等一下?米斯达竟然把这么细节的事都告诉他了?真是小瞧这帮人的友谊了。
现在是我理亏,我实在有些撑不下去了,只好匆匆结束话题:“总之……这是我的私事。就算是老板你也管不了。真那么想为米斯达出气的话……不如直接解雇我吧。”
“我没有……我并不是在强求你和米斯达继续交往。”乔鲁诺总算缓和了语气,劝说般继续:“分手的方式有很多,你应该好好说服他。而不是直接发短信,内容只有‘分手’的那种。”
我忍无可忍,并且无话可说,甚至还有点想揍米斯达。
我转身就离开了PASSION,前往了位于那不勒斯海岸边的沃梅罗区,在圣玛帝诺修道院下山坡道上的一排红色墙壁的居民住宅间,找到了那间不起眼的诊所。
“伊莱德文小姐,”才进门,灰白色头发打扮居家端着茶杯的儒雅中年男人平静地看向了我,“你没有预约。
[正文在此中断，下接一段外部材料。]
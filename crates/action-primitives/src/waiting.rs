//! Poll task: retry an evaluation until it reports satisfied or the context ends.

use std::sync::Arc;
use std::time::Duration;

use cdp_adapter::{AdapterError, EvalPort, Expression};
use domdriver_core_types::{ExecCtx, Interruption, Value, DEFAULT_POLLING_MS};
use tokio::time::sleep;
use tracing::{debug, instrument, warn};

use crate::errors::ActionError;

/// Terminal state of a [`PollTask`].
#[derive(Debug, Clone, PartialEq)]
pub enum PollOutcome {
    /// The expression returned something other than `null` or `false`.
    Satisfied { value: Value, attempts: u32 },
    /// The context was cancelled or its deadline passed first.
    TimedOut { cause: Interruption, attempts: u32 },
    /// The gateway reported a non-transient error.
    Failed { error: AdapterError, attempts: u32 },
}

impl PollOutcome {
    pub fn attempts(&self) -> u32 {
        match self {
            PollOutcome::Satisfied { attempts, .. }
            | PollOutcome::TimedOut { attempts, .. }
            | PollOutcome::Failed { attempts, .. } => *attempts,
        }
    }

    pub fn is_satisfied(&self) -> bool {
        matches!(self, PollOutcome::Satisfied { .. })
    }
}

/// `null` and `false` mean "not yet"; every other value satisfies.
pub fn is_satisfied(value: &Value) -> bool {
    !matches!(value, Value::Null | Value::Bool(false))
}

/// Re-evaluates one expression at a fixed cadence.
///
/// Evaluations are strictly sequential: the next one starts only after the
/// previous one returned and the polling interval elapsed.
pub struct PollTask {
    eval: Arc<dyn EvalPort>,
    expression: Expression,
    polling: Duration,
    description: String,
}

impl PollTask {
    pub fn new(eval: Arc<dyn EvalPort>, expression: Expression) -> Self {
        let description = expression.name().to_string();
        Self {
            eval,
            expression,
            polling: Duration::from_millis(DEFAULT_POLLING_MS),
            description,
        }
    }

    pub fn with_polling(mut self, polling: Duration) -> Self {
        self.polling = polling;
        self
    }

    /// Human-readable condition and target, used in error messages.
    pub fn with_description(mut self, description: impl Into<String>) -> Self {
        self.description = description.into();
        self
    }

    pub fn description(&self) -> &str {
        &self.description
    }

    #[instrument(skip_all, fields(action_id = %ctx.action_id, template = self.expression.name()))]
    pub async fn run_outcome(&self, ctx: &ExecCtx) -> PollOutcome {
        let mut attempts = 0u32;
        loop {
            if let Some(cause) = ctx.interruption() {
                return PollOutcome::TimedOut { cause, attempts };
            }

            attempts += 1;
            match self.eval.eval_value(ctx, &self.expression).await {
                Ok(value) if is_satisfied(&value) => {
                    debug!(attempts, "condition satisfied");
                    return PollOutcome::Satisfied { value, attempts };
                }
                Ok(_) => debug!(attempts, "condition not satisfied yet"),
                Err(error) if error.is_transient() => {
                    debug!(attempts, error = %error, "transient evaluation failure")
                }
                Err(error) => return PollOutcome::Failed { error, attempts },
            }

            if let Some(cause) = ctx.interruption() {
                return PollOutcome::TimedOut { cause, attempts };
            }

            tokio::select! {
                biased;
                cause = ctx.done() => return PollOutcome::TimedOut { cause, attempts },
                _ = sleep(self.polling) => {}
            }
        }
    }

    /// Projects the outcome onto `Result`; `TimedOut` becomes [`ActionError::Timeout`].
    pub async fn run(&self, ctx: &ExecCtx) -> Result<Value, ActionError> {
        match self.run_outcome(ctx).await {
            PollOutcome::Satisfied { value, .. } => Ok(value),
            PollOutcome::TimedOut { cause, attempts } => {
                warn!(
                    action_id = %ctx.action_id,
                    condition = %self.description,
                    attempts,
                    "wait timed out"
                );
                Err(ActionError::Timeout(format!(
                    "{}: {} after {} attempts",
                    self.description,
                    cause.as_str(),
                    attempts
                )))
            }
            PollOutcome::Failed { error, attempts } => {
                warn!(
                    action_id = %ctx.action_id,
                    condition = %self.description,
                    attempts,
                    error = %error,
                    "wait failed"
                );
                Err(ActionError::from(error).context(&self.description))
            }
        }
    }
}
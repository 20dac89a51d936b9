//! Option resolution: one pass from the untyped bag to an [`OptionSet`].

use std::time::Duration;

use domdriver_core_types::{ScrollAlignment, ScrollBehavior, Value};
use serde_json::Map;
use tracing::debug;

use crate::coerce;
use crate::errors::ActionError;
use crate::types::OptionSet;

/// Look up `key` and convert it, falling back to `default` when the bag is
/// absent, the key is missing or its value is `null`.
pub fn option_or<T>(
    options: Option<&Map<String, Value>>,
    key: &str,
    default: T,
    convert: impl FnOnce(&str, &Value) -> Result<T, ActionError>,
) -> Result<T, ActionError> {
    match options.and_then(|map| map.get(key)) {
        None | Some(Value::Null) => Ok(default),
        Some(value) => convert(key, value),
    }
}

/// Parse a keyword option. Only a non-string value is a coercion failure; an
/// unknown keyword falls back to `default`.
fn keyword_or<T>(options: Option<&Map<String, Value>>, key: &str, default: T) -> Result<T, ActionError>
where
    T: std::str::FromStr + Copy,
    T::Err: std::fmt::Display,
{
    option_or(options, key, default, |key, value| {
        let raw = coerce::to_str(key, value)?;
        Ok(raw.parse::<T>().unwrap_or_else(|err| {
            debug!(option = key, error = %err, "unknown keyword, using default");
            default
        }))
    })
}

/// Resolves every recognized key at once. Unrecognized keys are ignored.
#[derive(Debug, Clone, Copy)]
pub struct OptionResolver {
    default_delay: Duration,
}

impl Default for OptionResolver {
    fn default() -> Self {
        Self {
            default_delay: OptionSet::default().delay,
        }
    }
}

impl OptionResolver {
    pub fn new(default_delay: Duration) -> Self {
        Self { default_delay }
    }

    pub fn resolve(&self, options: Option<&Map<String, Value>>) -> Result<OptionSet, ActionError> {
        let base = OptionSet {
            delay: self.default_delay,
            ..OptionSet::default()
        };

        let selector = option_or(options, "selector", None, |key, value| {
            coerce::to_selector(key, value).map(Some)
        })?;

        let count = option_or(options, "count", u64::from(base.count), coerce::to_u64)?;
        if count < 1 {
            return Err(ActionError::TypeCoercion(format!(
                "count: must be at least 1, got {count}"
            )));
        }
        let count = u32::try_from(count)
            .map_err(|_| ActionError::TypeCoercion(format!("count: {count} is out of range")))?;

        let delay_ms = option_or(
            options,
            "delay",
            base.delay.as_millis() as u64,
            coerce::to_u64,
        )?;

        let mut scroll = base.scroll;
        scroll.top = option_or(options, "top", scroll.top, coerce::to_f64)?;
        scroll.left = option_or(options, "left", scroll.left, coerce::to_f64)?;
        scroll.behavior = keyword_or::<ScrollBehavior>(options, "behavior", scroll.behavior)?;
        scroll.block = keyword_or::<ScrollAlignment>(options, "block", scroll.block)?;
        scroll.inline = keyword_or::<ScrollAlignment>(options, "inline", scroll.inline)?;

        Ok(OptionSet {
            selector,
            count,
            delay: Duration::from_millis(delay_ms),
            scroll,
        })
    }
}

/// Resolve with the built-in keyboard delay.
pub fn resolve_options(options: Option<&Map<String, Value>>) -> Result<OptionSet, ActionError> {
    OptionResolver::default().resolve(options)
}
”
“我还需要预约吗?”我冲他笑了笑,“卡巴雷医生。”
他抬手让我进了最靠边的诊疗室,是我熟悉的蓝墙,窗台上摆放着蓝色的花瓶,里面是盛开着的紫色鸢尾,黑色的书架上没有书,放着各种奇怪的石塑,办公桌边是白色铺着红毯的椅子,还有那张灰白的躺椅。
我熟练地躺了上去,看着医生拉上了浅色的窗帘遮挡起外面越来越刺眼的阳光,他打开空调,拿起记事板和精致的小时钟,坐到了红色毛毯上,一切都像流水线一般自然而让我熟悉到安心。
PASSION内部当然也有心理咨询室,但这种事我还是更喜欢私人一点的地方。
“开始吧,还是你想先听会儿音乐?”老熟人卡巴雷戴上了他的眼镜,镜片后灰黑色睿智又沉稳的眼眸询问地看向了我。
“直接开始吧,你的诊费太贵了。”我勉强扯了扯嘴角,还想朝他露出微笑,这一次失败了。
“头还疼吗?”
“疼。”
“你最近睡得好吗?”
“不太好,入睡艰难。”
“进食是否有吞咽困难?”
“偶尔……经常。”
卡巴雷沉默了一会儿,视线从记事板挪到了我脸上,终于问:“最后一个问题。伊莱德文小姐,你还是一如既往地在监视W……你前男友的社交平台吗?”
剧烈的头疼在瞬间突然缓和了,我终于忍不住自然地笑了,静静地对上了卡巴雷的视线,点了点头。
“那么,”医生面无表情地低头抬笔飞快地在记事板上写了什么,终于说:“毫无进展。”
“我知道。”
“你知道?我要求你做的事,你连尝试都没有。”
“因为我觉得自己状态很好,我知道这不正常,但一切都在我的掌控中,我的生活和工作都在照常进行,我来这里不是为了治疗,只是……只是需要倾诉。我需要有一个和我生活毫无关联的人听听我的故事。”